Underneath the sophisticated trappings of this overlong first novel (high-toned backgrounds, literary allusions, multi-lingual chatter, intense sex), you'll find the most familiar basic plot of contemporary gothic-romance--with little more depth than the paperback variety. Allegra Clayton is an orphaned heiress, unconventionally beautiful, a talented painter, a valued employee at Sotheby's; but, while not a virgin, Allegra is sexually innocent and unawakened. Then she meets Argentine-born Alexander Para, playboy banker: ""His eyes were deep-set and of a brilliant dark green, with a certain relentlessness to their gaze."" Soon, of course, Alexander has swept Allegra off her feet into several other positions: ""She gasped and felt him moving inside the innermost valleys of her body, in places she had never known or felt."" She becomes sexually obsessed, not caring about her work, living only for those ""crimson chills of climax."" But. . . is Alexander less than a perfect, loving mate?
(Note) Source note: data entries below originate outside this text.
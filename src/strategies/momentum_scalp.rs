//! Momentum Scalp: trades short bursts of M5 momentum confirmed by an M1
//! candlestick pattern, exited via the trailing-stop engine.

use rust_decimal::Decimal;
use rust_decimal_macros::dec;

use crate::domain::candle::{Candle, Granularity};
use crate::domain::signal::{Direction, EntrySignal, GateDiagnostics, StrategyResult};
use crate::indicators::{atr, ema, swing_highs, swing_lows};
use crate::risk::stops;
use crate::session;
use crate::strategies::{StrategyContext, TradingStrategy};

const GATES: &[&str] = &[
    "data_sufficiency",
    "session",
    "momentum_bias",
    "volatility",
    "spread",
    "pullback",
    "confirmation_pattern",
    "stop_target",
];

const MOMENTUM_LOOKBACK: usize = 15;
const M5_ATR_PERIOD: usize = 14;
const M1_SPREAD_LOOKBACK: usize = 20;
const M5_EMA_PERIOD: usize = 9;
const SESSION_END_BUFFER_MINUTES: i64 = 30;
const SWING_WINDOW: usize = 2;

pub struct MomentumScalpConfig {
    pub pip: Decimal,
    pub atr_floor_pips: Decimal,
    pub spread_ceiling_pips: Decimal,
    pub pullback_distance_pips: Decimal,
    pub swing_offset_pips: Decimal,
}

impl Default for MomentumScalpConfig {
    fn default() -> Self {
        Self {
            pip: dec!(0.0001),
            atr_floor_pips: dec!(8),
            spread_ceiling_pips: dec!(3),
            pullback_distance_pips: dec!(5),
            swing_offset_pips: dec!(30),
        }
    }
}

#[derive(Default)]
pub struct MomentumScalpStrategy {
    config: MomentumScalpConfig,
}

impl MomentumScalpStrategy {
    pub fn new(config: MomentumScalpConfig) -> Self {
        Self { config }
    }

    fn is_bullish(c: &Candle) -> bool {
        c.close > c.open
    }

    fn is_bearish(c: &Candle) -> bool {
        c.close < c.open
    }

    fn momentum_bias(&self, m5: &[Candle]) -> Option<Direction> {
        let window = &m5[m5.len() - MOMENTUM_LOOKBACK..];
        let bullish_count = window.iter().filter(|c| Self::is_bullish(c)).count();
        let bearish_count = window.iter().filter(|c| Self::is_bearish(c)).count();
        let move_size = window.last().unwrap().close - window.first().unwrap().close;
        let threshold = Decimal::from(MOMENTUM_LOOKBACK) * dec!(0.6);

        if Decimal::from(bullish_count) >= threshold && move_size >= self.config.pip {
            Some(Direction::Buy)
        } else if Decimal::from(bearish_count) >= threshold && -move_size >= self.config.pip {
            Some(Direction::Sell)
        } else {
            None
        }
    }

    fn confirmation_pattern(m5: &[Candle], direction: Direction) -> bool {
        let n = m5.len();
        if n < 2 {
            return false;
        }
        let prev = &m5[n - 2];
        let cur = &m5[n - 1];
        let bullish = direction == Direction::Buy;

        let directionally_aligned = if bullish {
            Self::is_bullish(cur)
        } else {
            Self::is_bearish(cur)
        };
        if !directionally_aligned {
            return false;
        }

        let engulfing = cur.body() > prev.body()
            && if bullish {
                cur.open <= prev.close && cur.close >= prev.open
            } else {
                cur.open >= prev.close && cur.close <= prev.open
            };

        let tail_shadow = if bullish {
            cur.lower_shadow()
        } else {
            cur.upper_shadow()
        };
        let hammer_or_pin = tail_shadow >= Decimal::from(2) * cur.body();

        let two_in_a_row = if bullish {
            Self::is_bullish(prev)
        } else {
            Self::is_bearish(prev)
        };

        let strong_body = cur.range() > Decimal::ZERO && cur.body() >= dec!(0.6) * cur.range();

        engulfing || hammer_or_pin || two_in_a_row || strong_body
    }
}

impl TradingStrategy for MomentumScalpStrategy {
    fn id(&self) -> &'static str {
        "momentum_scalp"
    }

    fn gates(&self) -> &'static [&'static str] {
        GATES
    }

    fn evaluate(&self, ctx: &StrategyContext) -> StrategyResult {
        let mut diagnostics = GateDiagnostics::default();

        if !ctx.has_minimum(Granularity::M5, MOMENTUM_LOOKBACK.max(M5_ATR_PERIOD + 1))
            || !ctx.has_minimum(Granularity::M1, M1_SPREAD_LOOKBACK)
        {
            diagnostics.fail("data_sufficiency");
            return StrategyResult::veto("insufficient candle data", diagnostics);
        }
        diagnostics.record_pass("data_sufficiency");

        if !session::admits(ctx.config.session, ctx.evaluated_at)
            || session::within_end_buffer(
                ctx.config.session,
                ctx.evaluated_at,
                SESSION_END_BUFFER_MINUTES,
            )
        {
            diagnostics.fail("session");
            return StrategyResult::veto("outside session window or within end buffer", diagnostics);
        }
        diagnostics.record_pass("session");

        let m5 = ctx.series(Granularity::M5).unwrap();
        let m1 = ctx.series(Granularity::M1).unwrap();

        let direction = match self.momentum_bias(m5) {
            Some(d) => d,
            None => {
                diagnostics.fail("momentum_bias");
                return StrategyResult::veto("no clear momentum bias", diagnostics);
            }
        };
        diagnostics.record_pass("momentum_bias");
        diagnostics.field("bias_direction", direction);

        let m5_atr = match atr(m5, M5_ATR_PERIOD) {
            Some(v) => v,
            None => {
                diagnostics.fail("volatility");
                return StrategyResult::veto("ATR unavailable", diagnostics);
            }
        };
        if m5_atr < self.config.atr_floor_pips * self.config.pip {
            diagnostics.fail("volatility");
            return StrategyResult::veto("volatility below floor", diagnostics);
        }
        diagnostics.record_pass("volatility");

        let recent_m1 = &m1[m1.len() - M1_SPREAD_LOOKBACK..];
        let min_range = recent_m1.iter().map(|c| c.range()).min().unwrap();
        if min_range > self.config.spread_ceiling_pips * self.config.pip {
            diagnostics.fail("spread");
            return StrategyResult::veto("spread proxy above ceiling", diagnostics);
        }
        diagnostics.record_pass("spread");

        let m5_ema9 = match ema(m5, M5_EMA_PERIOD) {
            Some(v) => v,
            None => {
                diagnostics.fail("pullback");
                return StrategyResult::veto("EMA unavailable", diagnostics);
            }
        };
        let latest_close = m5.last().unwrap().close;
        if (latest_close - m5_ema9).abs() > self.config.pullback_distance_pips * self.config.pip {
            diagnostics.fail("pullback");
            return StrategyResult::veto("price too far from pullback EMA", diagnostics);
        }
        diagnostics.record_pass("pullback");

        if !Self::confirmation_pattern(m5, direction) {
            diagnostics.fail("confirmation_pattern");
            return StrategyResult::veto("no confirmation pattern", diagnostics);
        }
        diagnostics.record_pass("confirmation_pattern");

        let swing_indices = match direction {
            Direction::Buy => swing_lows(m5, SWING_WINDOW),
            Direction::Sell => swing_highs(m5, SWING_WINDOW),
        };
        let swing_extreme = match swing_indices.last() {
            Some(&idx) => match direction {
                Direction::Buy => m5[idx].low,
                Direction::Sell => m5[idx].high,
            },
            None => match direction {
                Direction::Buy => m5.last().unwrap().low,
                Direction::Sell => m5.last().unwrap().high,
            },
        };

        let entry = latest_close;
        let (stop, target) = stops::momentum_scalp(
            entry,
            direction,
            swing_extreme,
            self.config.swing_offset_pips,
            self.config.pip,
        );
        diagnostics.record_pass("stop_target");

        StrategyResult::Signal(EntrySignal {
            direction,
            entry_price: entry,
            stop_loss: stop,
            take_profit: target,
            zone: None,
            reason: format!("{direction} momentum scalp confirmed on M1/M5"),
            stream: ctx.config.name.clone(),
            evaluated_at: ctx.evaluated_at,
        })
    }
}

#[cfg(test)]
mod tests {
    use super::*;
    use crate::domain::stream_config::{SessionWindow, StreamConfig};
    use chrono::{TimeZone, Utc};
    use std::collections::HashMap;
    use std::time::Duration;

    fn stream_config() -> StreamConfig {
        StreamConfig {
            name: "scalp-stream".to_string(),
            instrument: "EUR_USD".to_string(),
            strategy_id: "momentum_scalp".to_string(),
            granularities: vec![Granularity::M1, Granularity::M5],
            poll_interval: Duration::from_secs(30),
            risk_percent_per_trade: dec!(0.5),
            max_concurrent_positions: 2,
            target_rr: None,
            session: SessionWindow::all_day(),
            enabled: true,
        }
    }

    #[test]
    fn vetoes_with_insufficient_data() {
        let ctx = StrategyContext {
            config: stream_config(),
            candles: HashMap::new(),
            evaluated_at: Utc.with_ymd_and_hms(2026, 1, 1, 12, 0, 0).unwrap(),
        };
        let result = MomentumScalpStrategy::default().evaluate(&ctx);
        assert!(!result.is_signal());
    }
}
What about his occasional rudeness and insensitivity? What about his secret meetings with shady characters? What about Allegra's feeling that he doesn't love her as she loves him? Well, as the reader knows, slimy Alexander (egged on by an older mistress/mentor) is at least partly motivated by opportunism--and he's also involved in some sort of financial nastiness. So, after she marries him, Allegra will learn The Truth on their European honeymoon--as Alexander turns into a mean, childish, money-borrowing creep who eventually even rapes her. (""A revelation, like a deathly chill, seized her. What have I done? she kept thinking. Why did I ever marry him?"") Stanfill stretches this old, thin story out to 350 pages with verbose stewings, with lots of dinner-party talk, with nice scenery (St. Moritz, Venice, Greece), and--most gratuitously--with the interspersed journals of Allegra's pal Emily, Vogue writer and would-be novelist. But she never gets persuasively inside any of the characters (including drippy Allegra), making this a long, hollow, predictable re-run of the I-Married-A-Monster chestnut--despite superficial appeal (first serial rights to Cosmopolitan) in the chic accouterments.